Friday 6 March 2020

Derek Pattison on class & delusion


I THINK both Wallace and David Selbourne would do well to read Orwell's 'Politics and the English language'.  Much of what Wallace has written here along with the quotes from Selbourne, would be barely comprehensible to most people. It is pretentious academic verbiage that doesn't illuminate at all.

The cloth cap Tory or the Tory in clogs, is a well known archetype within the English working class and I meet them frequently. We've always known there were plenty of Tory voters who lived in council houses and why do you think the Irish socialist, Robert Tressell called his famous book the 'Ragged-Trousered Philanthropist'? You can't read Tressell's book without being fully aware that his socialist character, Owen, (Tressell himself), is largely contemptuous of many of his fellow workers for their political ignorance and apathy, their conservative outlook and the fact that they acquiesce, in their own exploitation. "They were the enemy" Tressell wrote, they not only "submitted like so many cattle to the existing state of things, but defended it, and opposed and ridiculed any suggestion to alter it."

It is often said of the book that you can identify many of the characters with people you know and that is perfectly true.  The same arguments that you find Tressell's working men having between themselves, you can still hear played out to this very day.

However, it would be a great mistake to tar all the working class with the same brush as middle-class academics, who write about them,are inclined to do. Anyone who has been involved in English left politics, will know, that most of the participants are middle-class university types, the sort who make up the bulk of the Labour Party membership today.

Yet, the people who most influenced me politically, were not academics like Dave Selbourne, who I knew as a student, but ordinary working-class people, like the anarchist copytaker, Jim Pinkerton, from Ashton-under-Lyne and the opera buff, Jack Macpherson, who lived in a council house with his wife Margaret, in Dukinfield. Both these men were representative of what I would call, the class conscious working-class, politically savvy, as well as highly cultured.

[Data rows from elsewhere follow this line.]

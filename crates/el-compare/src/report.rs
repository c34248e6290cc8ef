//! Comparison reporting: the structured result of an ouroboros comparison,
//! in machine-readable (JSON) and plain-text form.

use std::collections::BTreeMap;
use std::fmt::Write as _;

use el_core::Entity;
use serde::Serialize;

use crate::ouroboros::{ComparisonMode, ComparisonNode};

/// Error text shown when either entity cannot be resolved.
pub const LOAD_FAILURE_MESSAGE: &str = "Failed to load session snapshots";

/// Troubleshooting hints accompanying [`LOAD_FAILURE_MESSAGE`], in order.
pub const LOAD_FAILURE_SUGGESTIONS: [&str; 3] = [
    "Check that both entities exist and are accessible",
    "Verify that snapshots are available for both entities",
    "Try comparing different entities or using a different comparison mode",
];

/// Result of comparing two entities.
#[derive(Debug, Clone, PartialEq, Serialize)]
pub struct ComparisonReport {
    /// First compared entity.
    pub entity1: Entity,
    /// Second compared entity.
    pub entity2: Entity,
    /// Mode the comparison ran in.
    pub mode: ComparisonMode,
    #[serde(flatten)]
    pub outcome: ReportOutcome,
}

/// Terminal state of a comparison; serialized under a `status` tag.
#[derive(Debug, Clone, PartialEq, Serialize)]
#[serde(tag = "status", rename_all = "snake_case")]
pub enum ReportOutcome {
    Ok(ComparisonSummary),
    Error(ReportError),
}

#[derive(Debug, Clone, PartialEq, Serialize)]
pub struct ReportError {
    /// Human-readable failure message.
    pub error: String,
    /// Troubleshooting hints, in display order.
    pub suggestions: Vec<String>,
    /// Resolver failures behind the error, one per entity that failed.
    pub causes: Vec<String>,
}

impl ReportError {
    pub fn load_failure(causes: Vec<String>) -> Self {
        Self {
            error: LOAD_FAILURE_MESSAGE.to_string(),
            suggestions: LOAD_FAILURE_SUGGESTIONS.iter().map(|s| s.to_string()).collect(),
            causes,
        }
    }
}

#[derive(Debug, Clone, PartialEq, Serialize)]
pub struct ComparisonSummary {
    /// Number of aligned comparison points, visited or not.
    pub points: usize,
    /// Most divergent visited points, highest first.
    pub top_changes: Vec<TopChange>,
    /// Co-change count per pair id (`a:b`).
    pub pattern_frequencies: BTreeMap<String, u64>,
    /// Statistics over the visited points.
    pub aggregate: Aggregate,
    /// Traversal tree; `None` when there are no points.
    pub tree: Option<ComparisonNode>,
}

/// A highly divergent comparison point.
#[derive(Debug, Clone, PartialEq, Serialize)]
pub struct TopChange {
    /// Index among the aligned points.
    pub index: usize,
    /// Pair id (co-occurrence) or aligned step label (temporal).
    pub point: String,
    /// Divergence at this point.
    pub divergence: f64,
}

#[derive(Debug, Clone, Default, PartialEq, Serialize)]
pub struct Aggregate {
    /// Mean divergence over visited points.
    pub mean_divergence: Option<f64>,
    /// Population variance of the visited divergences.
    pub variance: Option<f64>,
    /// Highest divergence seen.
    pub max_divergence: Option<f64>,
    /// Point with the highest divergence (lowest index on ties).
    pub max_index: Option<usize>,
    /// Minimum-divergence point; only set for cross-level temporal comparisons.
    #[serde(skip_serializing_if = "Option::is_none")]
    pub best_match_index: Option<usize>,
    /// `(index, divergence)` of every visited point, by index.
    pub distribution: Vec<(usize, f64)>,
    /// Number of points visited.
    pub visited: usize,
    /// True when every aligned point was visited.
    pub complete: bool,
}

impl Aggregate {
    /// Linear aggregate over visited `(index, divergence)` points.
    pub fn from_points(
        mut distribution: Vec<(usize, f64)>,
        total_points: usize,
        with_best_match: bool,
    ) -> Self {
        distribution.sort_by_key(|&(i, _)| i);
        let visited = distribution.len();
        let complete = visited == total_points;
        if visited == 0 {
            return Self {
                complete,
                ..Self::default()
            };
        }

        let n = visited as f64;
        let mean = distribution.iter().map(|&(_, d)| d).sum::<f64>() / n;
        let variance = distribution
            .iter()
            .map(|&(_, d)| (d - mean) * (d - mean))
            .sum::<f64>()
            / n;

        // strict comparisons keep the lowest index on ties
        let mut max = distribution[0];
        let mut min = distribution[0];
        for &(i, d) in &distribution[1..] {
            if d > max.1 {
                max = (i, d);
            }
            if d < min.1 {
                min = (i, d);
            }
        }

        Self {
            mean_divergence: Some(mean),
            variance: Some(variance),
            max_divergence: Some(max.1),
            max_index: Some(max.0),
            best_match_index: with_best_match.then_some(min.0),
            distribution,
            visited,
            complete,
        }
    }
}

impl ComparisonReport {
    pub fn ok(entity1: Entity, entity2: Entity, mode: ComparisonMode, summary: ComparisonSummary) -> Self {
        Self {
            entity1,
            entity2,
            mode,
            outcome: ReportOutcome::Ok(summary),
        }
    }

    pub fn error(entity1: Entity, entity2: Entity, mode: ComparisonMode, error: ReportError) -> Self {
        Self {
            entity1,
            entity2,
            mode,
            outcome: ReportOutcome::Error(error),
        }
    }

    pub fn is_ok(&self) -> bool {
        matches!(self.outcome, ReportOutcome::Ok(_))
    }

    pub fn summary(&self) -> Option<&ComparisonSummary> {
        match &self.outcome {
            ReportOutcome::Ok(summary) => Some(summary),
            ReportOutcome::Error(_) => None,
        }
    }

    pub fn report_error(&self) -> Option<&ReportError> {
        match &self.outcome {
            ReportOutcome::Ok(_) => None,
            ReportOutcome::Error(e) => Some(e),
        }
    }

    /// Plain-text summary.
    pub fn render_summary(&self) -> String {
        let mut out = String::new();
        let _ = writeln!(out, "============================================================");
        let _ = writeln!(out, "Comparison: {} vs {} ({})", self.entity1, self.entity2, self.mode);

        match &self.outcome {
            ReportOutcome::Error(e) => {
                let _ = writeln!(out, "Status: ERROR");
                let _ = writeln!(out, "{}", e.error);
                for cause in &e.causes {
                    let _ = writeln!(out, "  cause: {}", cause);
                }
                let _ = writeln!(out, "Suggestions:");
                for s in &e.suggestions {
                    let _ = writeln!(out, "  - {}", s);
                }
            }
            ReportOutcome::Ok(summary) => {
                let agg = &summary.aggregate;
                let _ = writeln!(out, "Status: OK");
                let _ = writeln!(
                    out,
                    "Points visited: {}/{}{}",
                    agg.visited,
                    summary.points,
                    if agg.complete { "" } else { " (partial)" }
                );
                if let (Some(mean), Some(max)) = (agg.mean_divergence, agg.max_divergence) {
                    let _ = writeln!(out, "Divergence: mean {:.3}, max {:.3}", mean, max);
                }
                if let Some(best) = agg.best_match_index {
                    let _ = writeln!(out, "Best match at point {}", best);
                }
                if !summary.top_changes.is_empty() {
                    let _ = writeln!(out, "Top changes:");
                    for c in &summary.top_changes {
                        let _ = writeln!(out, "  [{}] {} ({:.3})", c.index, c.point, c.divergence);
                    }
                }
                if !summary.pattern_frequencies.is_empty() {
                    let _ = writeln!(out, "Patterns: {}", summary.pattern_frequencies.len());
                }
            }
        }

        let _ = writeln!(out, "============================================================");
        out
    }

    /// Print the plain-text summary to stdout.
    pub fn print_summary(&self) {
        print!("{}", self.render_summary());
    }

    /// Serialize to JSON string.
    pub fn to_json(&self) -> String {
        serde_json::to_string_pretty(self).unwrap_or_else(|e| format!("{{\"error\": \"{}\"}}", e))
    }
}

#[cfg(test)]
mod tests {
    use super::*;

    #[test]
    fn test_aggregate_statistics() {
        let agg = Aggregate::from_points(vec![(2, 4.0), (0, 2.0), (1, 0.0), (3, 4.0)], 5, true);
        assert_eq!(agg.mean_divergence, Some(2.5));
        assert_eq!(agg.variance, Some(2.75));
        assert_eq!(agg.max_divergence, Some(4.0));
        assert_eq!(agg.max_index, Some(2));
        assert_eq!(agg.best_match_index, Some(1));
        assert_eq!(agg.distribution[0], (0, 2.0));
        assert_eq!(agg.visited, 4);
        assert!(!agg.complete);
    }

    #[test]
    fn test_aggregate_empty() {
        let agg = Aggregate::from_points(Vec::new(), 0, true);
        assert_eq!(agg.mean_divergence, None);
        assert_eq!(agg.best_match_index, None);
        assert!(agg.complete);
    }

    #[test]
    fn test_error_report_json() {
        let report = ComparisonReport::error(
            Entity::session("a"),
            Entity::session("b"),
            ComparisonMode::Temporal,
            ReportError::load_failure(vec!["entity session:a not found".into()]),
        );
        let json: serde_json::Value = serde_json::from_str(&report.to_json()).unwrap();
        assert_eq!(json["status"], "error");
        assert_eq!(json["mode"], "temporal");
        assert_eq!(json["entity1"]["id"], "a");
        assert_eq!(json["entity1"]["level"], "session");
        assert_eq!(json["error"], LOAD_FAILURE_MESSAGE);
        assert_eq!(json["suggestions"].as_array().unwrap().len(), 3);
        assert!(report.render_summary().contains("Status: ERROR"));
    }

    #[test]
    fn test_ok_report_json() {
        let summary = ComparisonSummary {
            points: 1,
            top_changes: vec![TopChange {
                index: 0,
                point: "x:y".into(),
                divergence: 1.0,
            }],
            pattern_frequencies: BTreeMap::from([("x:y".to_string(), 2)]),
            aggregate: Aggregate::from_points(vec![(0, 1.0)], 1, false),
            tree: None,
        };
        let report = ComparisonReport::ok(
            Entity::session("a"),
            Entity::session("b"),
            ComparisonMode::CoOccurrence,
            summary,
        );
        let json: serde_json::Value = serde_json::from_str(&report.to_json()).unwrap();
        assert_eq!(json["status"], "ok");
        assert_eq!(json["mode"], "co_occurrence");
        assert_eq!(json["pattern_frequencies"]["x:y"], 2);
        assert_eq!(json["aggregate"]["mean_divergence"], 1.0);
        assert!(json["aggregate"].get("best_match_index").is_none());
        assert!(report.render_summary().contains("Points visited: 1/1"));
    }
}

I think Brexit is a big mistake, for a variety of reasons, and though it seems to have politicised many working class people, who previously may have been indifferent or apathetic to politics and felt powerless, I suspect it will be economically damaging to many of the Brexiteers in the long run. Yet, one can't deny, that with Brexit, the worm has turned; the working-class voter has found a voice and far from feeling impotent and powerless as they used to do, they now know they have some influence and can make a difference. Now the genie is out of the bottle it might be difficult to put it back.

1 comment:

Andrew Wallace said...

THANKS for Mr Pattison’s reply on my article which raises some interesting issues, particularly concerning what he considers to be my penchant for ‘pretentious academic verbiage’ along with the social philosopher David Selbourne whose writings I drew upon.

His beef at the outset seems to be with my perceived stylistic idiosyncrasies and resort to pedantry, which he considers ‘barely comprehensible to most people’. This seems to be an ad hominem attack and a disingenuous slice of anti-intellectualism. Northern Voices amongst other things is a forum for literate and stimulating thought-pieces of various complexity and for employing a ‘highbrow’ discourse I make no apologies. I suggest my vocabulary is hardly a radical departure from the general tenor and house style of NV.

Leftists struggle to push this faux anti-intellectualism because it is so obviously built on contradiction. Leftists are often the chattering classes incarnate. Only in the discredited regimes of ‘actually existing socialism’ did intellectuals face real persecution, but of course those societies had a very different dynamic in contrast to their Western European counterparts.

However even thinkers like Selbourne has taken issue with the “incomprehensible scholasticism, emanating from the nether darkness of academia where nothing grows”, so it seems a certain ‘anti-intellectual intellectualism’ is justified. Certainly Selbourne and other writers of his ilk have largely avoided the dense impenetrable obscurantism of post-modernism that was so successfully lampooned and deservedly so in the Sokal Affair. So Selbourne might be galled to learn his former student accuse him of this very vice that has been so assiduously critiqued in his life work.

Dan Fox seems to have the measure of this ‘Prolier-than-thou’ trolling in his book (see below) even references Orwell’s ‘Politics and the English Language’ –

' “pretentiousness” is the put-down of choice for a certain sort of bluff, meat-and-potatoes Englishman who distrusts foreign words and complicated ideas'.

I do plead guilty to neglecting the newer, more ‘liberal’ cohort of the working class as depicted by Guy Standing in his work on the Precariat. My admittedly non-scientific anecdotal observations are largely based on the older, traditional working class, based around the factories and textile mills that gave brief sustenance in the post war era.

Working class autodidacts are often deeply impressive and imposing figures, yet their comparative rarity makes them extra-ordinary individuals and a far cry from being representative of the working class.